Release v0.8.0: Versatile Diffusion - Text, Images and Variations All in One Diffusion Model · huggingface/diffusers

🙆‍♀️ New Models

VersatileDiffusion

VersatileDiffusion, released by SHI-Labs, is a unified multi-flow multimodal diffusion model that is capable of doing multiple tasks such as text2image, image variations, dual-guided(text+image) image generation, image2text.

[Versatile Diffusion] Add versatile diffusion model by @patrickvonplaten @anton-l #1283
Make sure to install transformers from "main":

pip install git+https://github.com/huggingface/transformers

Then you can run:

from diffusers import VersatileDiffusionPipeline
import torch
import requests
from io import BytesIO
from PIL import Image

pipe = VersatileDiffusionPipeline.from_pretrained("shi-labs/versatile-diffusion", torch_dtype=torch.float16)
pipe = pipe.to("cuda")

# initial image
url = "https://huggingface.co/datasets/diffusers/images/resolve/main/benz.jpg"
response = requests.get(url)
image = Image.open(BytesIO(response.content)).convert("RGB")

# prompt
prompt = "a red car"

# text to image
image = pipe.text_to_image(prompt).images[0]

# image variation
image = pipe.image_variation(image).images[0]

# image variation
image = pipe.dual_guided(prompt, image).images[0]

AltDiffusion

AltDiffusion is a multilingual latent diffusion model that supports text-to-image generation for 9 different languages: English, Chinese, Spanish, French, Japanese, Korean, Arabic, Russian and Italian.

Add AltDiffusion by @patrickvonplaten @patil-suraj #1299

Stable Diffusion Image Variations

StableDiffusionImageVariationPipeline by @justinpinkney is a stable diffusion model that takes an image as an input and generates variations of that image. It is conditioned on CLIP image embeddings instead of text.

StableDiffusionImageVariationPipeline by @patil-suraj #1365

Safe Latent Diffusion

Safe Latent Diffusion (SLD), released by ml-research@TUDarmstadt group, is a new practical and sophisticated approach to prevent unsolicited content from being generated by diffusion models. One of the authors of the research contributed their implementation to diffusers.

Add Safe Stable Diffusion Pipeline by @manuelbrack #1244

VQ-Diffusion with classifier-free sampling

vq diffusion classifier free sampling by @williamberman #1294

LDM super resolution

LDM super resolution is a latent 4x super-resolution diffusion model released by CompVis.

Add LDM Super Resolution pipeline by @duongna21 #1116

CycleDiffusion

CycleDiffusion is a method that uses Text-to-Image Diffusion Models for Image-to-Image Editing.

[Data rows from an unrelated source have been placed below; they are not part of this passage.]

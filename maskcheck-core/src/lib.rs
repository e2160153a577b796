//! # maskcheck Core
//!
//! Core types, errors, and traits for the maskcheck "Upload & Validate" form.
//!
//! This crate provides the vocabulary shared by every other maskcheck crate:
//!
//! - **Types**: roles, type filters, selected files, statuses, and toasts
//! - **Errors**: a single error enum with classification helpers
//! - **Constants**: endpoints and environment variable names
//! - **Traits**: the pinning, validation, and notification seams
//!
//! ## Example
//!
//! ```rust
//! use maskcheck_core::{Role, TypeFilter};
//!
//! let filter: TypeFilter = "application/pdf".parse().unwrap();
//! assert!(filter.is_previewable());
//! assert_eq!(Role::Certificate.to_string(), "certificate");
//! ```

#![forbid(unsafe_code)]
#![warn(missing_docs, rust_2018_idioms, clippy::all)]

pub mod constants;
pub mod error;
pub mod traits;
pub mod types;

// Re-export commonly used items at crate root
pub use constants::*;
pub use error::{MaskcheckError, Result};
pub use traits::*;
pub use types::*;
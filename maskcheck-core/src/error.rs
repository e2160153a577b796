//! Error types for maskcheck.
//!
//! One error hierarchy built with `thiserror`, grouped by the stage of the
//! form that produces it.

use thiserror::Error;

use crate::types::Role;

/// Result type alias using `MaskcheckError`.
pub type Result<T> = std::result::Result<T, MaskcheckError>;

/// Main error type for all maskcheck operations.
#[derive(Debug, Error)]
pub enum MaskcheckError {
    // ═══════════════════════════════════════════════════════════════════════════
    // FORM ERRORS
    // ═══════════════════════════════════════════════════════════════════════════

    /// A file was offered for a role whose type filter is not set.
    #[error("No type selected for {0}")]
    NoTypeFilter(Role),

    /// A type filter string outside the supported set.
    #[error("Unsupported type filter: {0}")]
    InvalidTypeFilter(String),

    /// Local preview could not be produced.
    #[error("Preview failed: {0}")]
    PreviewFailed(String),

    // ═══════════════════════════════════════════════════════════════════════════
    // IPFS ERRORS
    // ═══════════════════════════════════════════════════════════════════════════

    /// Pinning upload failed (non-2xx, transport, or unreadable body).
    #[error("IPFS upload failed: {0}")]
    IpfsUploadFailed(String),

    /// The pinning service returned an unusable content hash.
    #[error("Invalid IPFS CID: {0}")]
    InvalidIpfsCid(String),

    // ═══════════════════════════════════════════════════════════════════════════
    // VALIDATION ERRORS
    // ═══════════════════════════════════════════════════════════════════════════

    /// The validation route rejected the link or answered with garbage.
    #[error("Link validation failed: {0}")]
    ValidationFailed(String),

    // ═══════════════════════════════════════════════════════════════════════════
    // SERIALIZATION ERRORS
    // ═══════════════════════════════════════════════════════════════════════════

    /// JSON serialization/deserialization error.
    #[error("JSON error: {0}")]
    JsonError(#[from] serde_json::Error),

    // ═══════════════════════════════════════════════════════════════════════════
    // NETWORK ERRORS
    // ═══════════════════════════════════════════════════════════════════════════

    /// HTTP request failed.
    #[error("HTTP request failed: {0}")]
    HttpError(String),

    /// Request timed out.
    #[error("Connection timeout: {0}")]
    ConnectionTimeout(String),

    /// A configured endpoint is not a valid URL.
    #[error("Invalid URL '{url}': {reason}")]
    InvalidUrl { url: String, reason: String },

    // ═══════════════════════════════════════════════════════════════════════════
    // STORAGE ERRORS
    // ═══════════════════════════════════════════════════════════════════════════

    /// File I/O error.
    #[error("I/O error: {0}")]
    IoError(#[from] std::io::Error),

    // ═══════════════════════════════════════════════════════════════════════════
    // CONFIGURATION ERRORS
    // ═══════════════════════════════════════════════════════════════════════════

    /// Configuration error (missing credentials, bad values).
    #[error("Configuration error: {0}")]
    ConfigError(String),
}

impl MaskcheckError {
    /// Returns true if retrying the same action could succeed.
    pub fn is_recoverable(&self) -> bool {
        matches!(
            self,
            MaskcheckError::HttpError(_) | MaskcheckError::ConnectionTimeout(_)
        )
    }

    /// Returns true if the error came from talking to a remote service.
    pub fn is_network_error(&self) -> bool {
        matches!(
            self,
            MaskcheckError::HttpError(_)
                | MaskcheckError::ConnectionTimeout(_)
                | MaskcheckError::IpfsUploadFailed(_)
                | MaskcheckError::ValidationFailed(_)
        )
    }

    /// Returns true if the error is a form precondition failure.
    ///
    /// These never reach the network.
    pub fn is_form_error(&self) -> bool {
        matches!(
            self,
            MaskcheckError::NoTypeFilter(_) | MaskcheckError::InvalidTypeFilter(_)
        )
    }
}
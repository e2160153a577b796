//! # maskcheck Form
//!
//! Headless engine behind the "Validate Masked Element" form: two file
//! slots (element and certificate), local previews, and the
//! upload-then-validate pipeline for each slot.
//!
//! ## Example
//!
//! ```rust,ignore
//! use maskcheck_form::{FormConfig, ToastLog, ValidationForm};
//! use maskcheck_core::{Role, SelectedFile, TypeFilter};
//!
//! let toasts = Arc::new(ToastLog::new());
//! let form = ValidationForm::from_config(FormConfig::from_env()?, toasts.clone())?;
//!
//! form.select_type(Role::Element, TypeFilter::Image);
//! form.select_file(Role::Element, vec![SelectedFile::from_path("scan.png").await?]).await?;
//! form.select_type(Role::Certificate, TypeFilter::Pdf);
//! form.select_file(Role::Certificate, vec![SelectedFile::from_path("cert.pdf").await?]).await?;
//!
//! let outcome = form.submit().await;
//! for line in form.banner_lines() {
//!     println!("{line}");
//! }
//! ```

#![forbid(unsafe_code)]
#![warn(missing_docs, rust_2018_idioms)]

mod config;
mod form;
pub mod messages;
mod notify;
mod state;

pub use config::{FormConfig, PipelineMode};
pub use form::{SubmitOutcome, ValidationForm};
pub use notify::ToastLog;
pub use state::{FormState, RoleSlot};
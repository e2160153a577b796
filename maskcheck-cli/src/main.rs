//! maskcheck CLI
//!
//! Pick an element file and its certificate, preview them, pin both to IPFS
//! and have the backend validate the resulting links.

use std::path::{Path, PathBuf};
use std::sync::Arc;
use std::time::Duration;

use anyhow::{bail, Context, Result};
use clap::{Parser, Subcommand};
use colored::*;
use dialoguer::{theme::ColorfulTheme, Select};
use indicatif::{ProgressBar, ProgressStyle};
use tracing::warn;
use tracing_subscriber::{layer::SubscriberExt, util::SubscriberInitExt, EnvFilter};

use maskcheck_core::constants::{ENV_PIPELINE_MODE, ENV_VALIDATION_BASE_URL};
use maskcheck_core::types::{Role, RoleStatus, SelectedFile, Toast, ToastLevel, TypeFilter};
use maskcheck_form::messages::{preview_heading, FORM_TITLE};
use maskcheck_form::{FormConfig, PipelineMode, SubmitOutcome, ToastLog, ValidationForm};
use maskcheck_ipfs::PinataClient;
use maskcheck_preview::{generate_preview, render_page, PreviewSection};
use maskcheck_validate::{ValidationClient, ValidationConfig};

/// maskcheck - Validate a masked element against its certificate
#[derive(Parser)]
#[command(name = "maskcheck")]
#[command(author, version, about, long_about = None)]
struct Cli {
    /// Enable verbose logging
    #[arg(short, long, global = true)]
    verbose: bool,

    #[command(subcommand)]
    command: Commands,
}

#[derive(Subcommand)]
enum Commands {
    /// Upload and validate an element and its certificate
    Submit {
        /// Element file
        element: PathBuf,
        /// Certificate file
        certificate: PathBuf,
        /// Type filter for the element (prompted when omitted)
        #[arg(long)]
        element_type: Option<TypeFilter>,
        /// Type filter for the certificate (prompted when omitted)
        #[arg(long)]
        certificate_type: Option<TypeFilter>,
        /// Pipeline scheduling: sequential (default) or concurrent
        #[arg(long, env = ENV_PIPELINE_MODE)]
        mode: Option<PipelineMode>,
        /// Base URL of the validation backend
        #[arg(long, env = ENV_VALIDATION_BASE_URL)]
        validation_url: Option<String>,
        /// Write the rendered previews and results to this HTML file
        #[arg(long)]
        preview_html: Option<PathBuf>,
    },

    /// Render a single file's preview as HTML
    Preview {
        /// File to preview
        file: PathBuf,
        /// Type filter (prompted when omitted)
        #[arg(long = "type")]
        filter: Option<TypeFilter>,
        /// Output HTML file
        #[arg(short, long, default_value = "preview.html")]
        output: PathBuf,
    },

    /// Pin a single file to IPFS
    Upload {
        /// File to pin
        file: PathBuf,
    },

    /// Ask the backend to validate a gateway link
    Validate {
        /// Gateway URL to validate
        link: String,
        /// Base URL of the validation backend
        #[arg(long, env = ENV_VALIDATION_BASE_URL)]
        validation_url: Option<String>,
    },
}

#[tokio::main]
async fn main() -> Result<()> {
    let cli = Cli::parse();

    // Initialize logging
    let filter = if cli.verbose {
        "maskcheck=debug,info"
    } else {
        "maskcheck=info,warn"
    };

    tracing_subscriber::registry()
        .with(EnvFilter::try_from_default_env().unwrap_or_else(|_| filter.into()))
        .with(tracing_subscriber::fmt::layer())
        .init();

    match cli.command {
        Commands::Submit {
            element,
            certificate,
            element_type,
            certificate_type,
            mode,
            validation_url,
            preview_html,
        } => {
            cmd_submit(
                [(element, element_type), (certificate, certificate_type)],
                mode,
                validation_url,
                preview_html,
            )
            .await
        }
        Commands::Preview {
            file,
            filter,
            output,
        } => cmd_preview(&file, filter, &output).await,
        Commands::Upload { file } => cmd_upload(&file).await,
        Commands::Validate {
            link,
            validation_url,
        } => cmd_validate(&link, validation_url).await,
    }
}

/// Upload & Validate both roles
async fn cmd_submit(
    picks: [(PathBuf, Option<TypeFilter>); 2],
    mode: Option<PipelineMode>,
    validation_url: Option<String>,
    preview_html: Option<PathBuf>,
) -> Result<()> {
    println!("{}", format!("🧾 {}", FORM_TITLE).cyan().bold());

    let mut config = FormConfig::from_env().context("Invalid configuration")?;
    if let Some(mode) = mode {
        config.mode = mode;
    }
    if let Some(url) = validation_url {
        config.validation.base_url = url;
    }

    let toasts = Arc::new(ToastLog::new());
    let form = ValidationForm::from_config(config, toasts.clone())
        .context("Failed to set up HTTP clients")?;

    for (role, (path, filter)) in Role::ALL.into_iter().zip(picks) {
        let file = load_file(&path).await?;
        let filter = match filter {
            Some(f) => f,
            None => prompt_filter(role, &file)?,
        };
        warn_on_mismatch(filter, &file);

        form.select_type(role, filter);
        form.select_file(role, vec![file.clone()])
            .await
            .with_context(|| format!("Failed to select {} file", role))?;

        let previewed = !form.slot(role).preview.is_empty();
        println!(
            "   {} {} ({}, {} bytes){}",
            format!("{}:", role).dimmed(),
            file.name,
            filter,
            file.len(),
            if previewed { ", preview ready" } else { "" }
        );
    }

    let pb = spinner(format!("Uploading & validating ({})...", form.mode()))?;
    let outcome = form.submit().await;
    pb.finish_and_clear();

    for toast in toasts.drain() {
        print_toast(&toast);
    }

    let lines = form.banner_lines();
    if !lines.is_empty() {
        println!("\n{}", "📋 Results:".yellow().bold());
        for line in &lines {
            println!("   {}", line);
        }
    }

    if let Some(path) = preview_html {
        write_page(&path, form.render_html()).await?;
        println!("\n{} {}", "🖼  Preview page saved to:".green(), path.display());
    }

    match outcome {
        SubmitOutcome::Completed {
            element: RoleStatus::Done,
            certificate: RoleStatus::Done,
        } => Ok(()),
        SubmitOutcome::MissingSelection => bail!("both files are required"),
        SubmitOutcome::Aborted => bail!("element upload failed; certificate was not submitted"),
        SubmitOutcome::Completed {
            element,
            certificate,
        } => bail!("element {}, certificate {}", element, certificate),
    }
}

/// Render one file's preview page
async fn cmd_preview(path: &Path, filter: Option<TypeFilter>, output: &Path) -> Result<()> {
    let file = load_file(path).await?;
    let filter = match filter {
        Some(f) => f,
        None => prompt_filter(Role::Element, &file)?,
    };
    warn_on_mismatch(filter, &file);

    let data_url = generate_preview(filter, &file)
        .await
        .context("Failed to build preview")?;

    if data_url.is_empty() {
        println!("{} {} files have no inline preview", "ℹ️ ".cyan(), filter);
        return Ok(());
    }

    let section = PreviewSection {
        heading: preview_heading(Role::Element).to_string(),
        filter,
        data_url,
    };
    write_page(output, render_page(FORM_TITLE, &[section], &[])).await?;

    println!("{} {}", "✅ Preview saved to:".green(), output.display());
    Ok(())
}

/// Pin one file
async fn cmd_upload(path: &Path) -> Result<()> {
    let file = load_file(path).await?;
    let client = PinataClient::with_config(FormConfig::from_env()?.pinata)?;

    let pb = spinner(format!("Pinning {}...", file.name))?;
    let result = client.upload(&file).await;
    pb.finish_and_clear();

    let pinned = result.context("Failed to pin file")?;
    println!("{}", "✅ Pinned to IPFS:".green().bold());
    println!("   {} {}", "CID:".dimmed(), pinned.ipfs_hash);
    println!("   {} {}", "URL:".dimmed(), pinned.gateway_url);
    Ok(())
}

/// Validate one link
async fn cmd_validate(link: &str, validation_url: Option<String>) -> Result<()> {
    let mut config: ValidationConfig = FormConfig::from_env()?.validation;
    if let Some(url) = validation_url {
        config.base_url = url;
    }
    let client = ValidationClient::with_config(config)?;

    let pb = spinner(format!("Validating {}...", link))?;
    let result = client.validate(link).await;
    pb.finish_and_clear();

    let validated = result.context("Validation failed")?;
    println!("{}", "✅ Link validated:".green().bold());
    println!("   {} {}", "Link:".dimmed(), validated.link);
    println!("   {} {}", "Username:".dimmed(), validated.username);
    Ok(())
}

async fn write_page(path: &Path, html: String) -> Result<()> {
    tokio::fs::write(path, html)
        .await
        .with_context(|| format!("Failed to write {}", path.display()))
}

async fn load_file(path: &Path) -> Result<SelectedFile> {
    SelectedFile::from_path(path)
        .await
        .with_context(|| format!("Failed to read {}", path.display()))
}

/// Asks for a type filter, preselecting the first one that accepts the file.
fn prompt_filter(role: Role, file: &SelectedFile) -> Result<TypeFilter> {
    let labels: Vec<&str> = TypeFilter::ALL.iter().map(|f| f.label()).collect();
    let index = Select::with_theme(&ColorfulTheme::default())
        .with_prompt(format!("Select {} type for {}", role, file.name))
        .items(&labels)
        .default(suggested_filter_index(file))
        .interact()?;
    Ok(TypeFilter::ALL[index])
}

fn suggested_filter_index(file: &SelectedFile) -> usize {
    TypeFilter::ALL
        .iter()
        .position(|f| f.accepts(&file.mime))
        .unwrap_or(0)
}

fn warn_on_mismatch(filter: TypeFilter, file: &SelectedFile) {
    if !filter.accepts(&file.mime) {
        warn!(name = %file.name, mime = %file.mime, %filter, "File does not match type filter");
    }
}

fn spinner(message: String) -> Result<ProgressBar> {
    let pb = ProgressBar::new_spinner();
    pb.set_style(ProgressStyle::default_spinner().template("{spinner:.green} {msg}")?);
    pb.enable_steady_tick(Duration::from_millis(100));
    pb.set_message(message);
    Ok(pb)
}

fn print_toast(toast: &Toast) {
    match toast.level {
        ToastLevel::Success => println!("{} {}", "✅".green(), toast.message.green()),
        ToastLevel::Error => println!("{} {}", "❌".red(), toast.message.red()),
    }
}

It is capable of

Zero-shot image-to-image translation with text-to-image diffusion models such as Stable Diffusion.
Traditional unpaired image-to-image translation with diffusion models trained on two related domains.
Zero-shot image-to-image translation with text-to-image diffusion models such as Stable Diffusion.
Traditional unpaired image-to-image translation with diffusion models trained on two related domains.

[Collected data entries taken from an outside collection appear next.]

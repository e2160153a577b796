//! Local previews for files picked in the form.
//!
//! Previews never touch the network: the file content is inlined as a
//! `data:` URL and rendered with the element matching its type filter.

#![forbid(unsafe_code)]
#![warn(missing_docs, rust_2018_idioms)]

pub mod html;
mod preview;

pub use html::{render_page, render_preview, PreviewSection};
pub use preview::{encode_data_url, generate_preview};
//! Files picked for a role.

use std::path::Path;

use bytes::Bytes;

use crate::constants::FALLBACK_MIME;
use crate::error::Result;

/// A file chosen in the picker: name, MIME type, and full content.
///
/// Content is held as [`Bytes`] so the preview and upload paths share one
/// buffer.
#[derive(Clone, Debug, PartialEq, Eq)]
pub struct SelectedFile {
    /// File name as shown to the user and sent to the pinning service
    pub name: String,
    /// MIME type (declared or guessed from the name)
    pub mime: String,
    /// Raw file content
    pub bytes: Bytes,
}

impl SelectedFile {
    /// Creates a file, guessing its MIME type from the name.
    pub fn new(name: impl Into<String>, bytes: impl Into<Bytes>) -> Self {
        let name = name.into();
        let mime = guess_mime(&name);
        Self {
            name,
            mime,
            bytes: bytes.into(),
        }
    }

    /// Creates a file with an explicit MIME type.
    pub fn with_mime(
        name: impl Into<String>,
        mime: impl Into<String>,
        bytes: impl Into<Bytes>,
    ) -> Self {
        let mime = mime.into();
        Self {
            name: name.into(),
            mime: if mime.trim().is_empty() {
                FALLBACK_MIME.to_string()
            } else {
                mime
            },
            bytes: bytes.into(),
        }
    }

    /// Loads a file from disk.
    pub async fn from_path(path: impl AsRef<Path>) -> Result<Self> {
        let path = path.as_ref();
        let bytes = tokio::fs::read(path).await?;
        let name = path
            .file_name()
            .map(|n| n.to_string_lossy().into_owned())
            .unwrap_or_else(|| "upload.bin".to_string());
        Ok(Self::new(name, bytes))
    }

    /// Size in bytes.
    pub fn len(&self) -> usize {
        self.bytes.len()
    }

    /// Returns true if the file has no content.
    pub fn is_empty(&self) -> bool {
        self.bytes.is_empty()
    }
}

fn guess_mime(name: &str) -> String {
    mime_guess::from_path(name)
        .first_raw()
        .unwrap_or(FALLBACK_MIME)
        .to_string()
}
//! Data-URL preview generation.

use base64::engine::general_purpose::STANDARD as BASE64_STANDARD;
use base64::Engine;
use tracing::{debug, instrument};

use maskcheck_core::error::{MaskcheckError, Result};
use maskcheck_core::types::{SelectedFile, TypeFilter};

/// Encodes `bytes` as a `data:<mime>;base64,<payload>` URL.
pub fn encode_data_url(mime: &str, bytes: &[u8]) -> String {
    let payload = BASE64_STANDARD.encode(bytes);
    format!("data:{};base64,{}", mime, payload)
}

/// Builds the inline preview for `file` under `filter`.
///
/// Returns an empty string when the filter has no inline preview. The
/// encoding runs on the blocking pool since files can be large.
#[instrument(skip(file), fields(name = %file.name, size = file.len()))]
pub async fn generate_preview(filter: TypeFilter, file: &SelectedFile) -> Result<String> {
    if !filter.is_previewable() {
        debug!(%filter, "No inline preview for filter");
        return Ok(String::new());
    }

    let mime = file.mime.clone();
    let bytes = file.bytes.clone();
    let url = tokio::task::spawn_blocking(move || encode_data_url(&mime, &bytes))
        .await
        .map_err(|e| MaskcheckError::PreviewFailed(e.to_string()))?;

    debug!(len = url.len(), "Preview generated");
    Ok(url)
}

#[cfg(test)]
mod tests {
    use super::*;
    use test_case::test_case;

    #[test]
    fn test_encode_data_url() {
        assert_eq!(encode_data_url("text/plain", b"hi"), "data:text/plain;base64,aGk=");
        assert_eq!(encode_data_url("image/png", b""), "data:image/png;base64,");
    }

    #[test_case(TypeFilter::Image, "photo.png")]
    #[test_case(TypeFilter::Pdf, "cert.pdf")]
    #[test_case(TypeFilter::Mp4, "clip.mp4")]
    #[test_case(TypeFilter::Mp3, "voice.mp3")]
    #[tokio::test]
    async fn test_previewable_filters_produce_data_url(filter: TypeFilter, name: &str) {
        let file = SelectedFile::new(name, b"content".to_vec());
        let preview = generate_preview(filter, &file).await.unwrap();
        assert!(preview.starts_with(&format!("data:{};base64,", file.mime)));
        assert!(preview.ends_with("Y29udGVudA=="));
    }

    #[tokio::test]
    async fn test_doc_filter_has_empty_preview() {
        let file = SelectedFile::new("letter.doc", b"content".to_vec());
        let preview = generate_preview(TypeFilter::Doc, &file).await.unwrap();
        assert!(preview.is_empty());
    }

    #[tokio::test]
    async fn test_preview_uses_file_mime_not_filter() {
        // An image/* filter still encodes the concrete type of the file
        let file = SelectedFile::new("scan.jpg", vec![1u8, 2, 3]);
        let preview = generate_preview(TypeFilter::Image, &file).await.unwrap();
        assert!(preview.starts_with("data:image/jpeg;base64,"));
    }
}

Add CycleDiffusion pipeline using Stable Diffusion by @ChenWu98 #888

CLIPSeg + StableDiffusionInpainting.

Uses CLIPSeg to automatically generate a mask using segmentation, and then applies Stable Diffusion in-painting.

K-Diffusion wrapper

K-Diffusion Pipeline is community pipeline that allows to use any sampler from K-diffusion with diffusers models.

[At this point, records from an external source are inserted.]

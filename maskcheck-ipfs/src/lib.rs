//! Pinata client for pinning form uploads to IPFS.
//!
//! Files go up through the legacy `pinFileToIPFS` endpoint with API key
//! headers; links come back on the public Pinata gateway.

mod ipfs;

pub use ipfs::{PinataClient, PinataConfig, PinataCredentials};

[Community Pipelines] K-Diffusion Pipeline by @patrickvonplaten #1360

🌀New SOTA Scheduler

DPMSolverMultistepScheduler is the 🧨 diffusers implementation of DPM-Solver++, a state-of-the-art scheduler that was contributed by one of the authors of the paper. This scheduler is able to achieve great quality in as few as 20 steps. It's a drop-in replacement for the default Stable Diffusion scheduler, so you can use it to essentially half generation times. It works so well that we adopted it for the Stable Diffusion demo Spaces: https://huggingface.co/spaces/stabilityai/stable-diffusion, https://huggingface.co/spaces/runwayml/stable-diffusion-v1-5.

You can use it like this:

from diffusers import DiffusionPipeline, DPMSolverMultistepScheduler

repo_id = "runwayml/stable-diffusion-v1-5"
scheduler = DPMSolverMultistepScheduler.from_pretrained(repo_id, subfolder="scheduler")
stable_diffusion = DiffusionPipeline.from_pretrained(repo_id, scheduler=scheduler)

🌐 Better scheduler API

The example above also demonstrates how to load schedulers using a new API that is coherent with model loading and therefore more natural and intuitive.

You can load a scheduler using from_pretrained, as demonstrated above, or you can instantiate one from an existing scheduler configuration. This is a way to replace the scheduler of a pipeline that was previously loaded:

from diffusers import DiffusionPipeline, EulerDiscreteScheduler

pipeline = DiffusionPipeline.from_pretrained("runwayml/stable-diffusion-v1-5")
pipeline.scheduler = DDIMScheduler.from_config(pipeline.scheduler.config)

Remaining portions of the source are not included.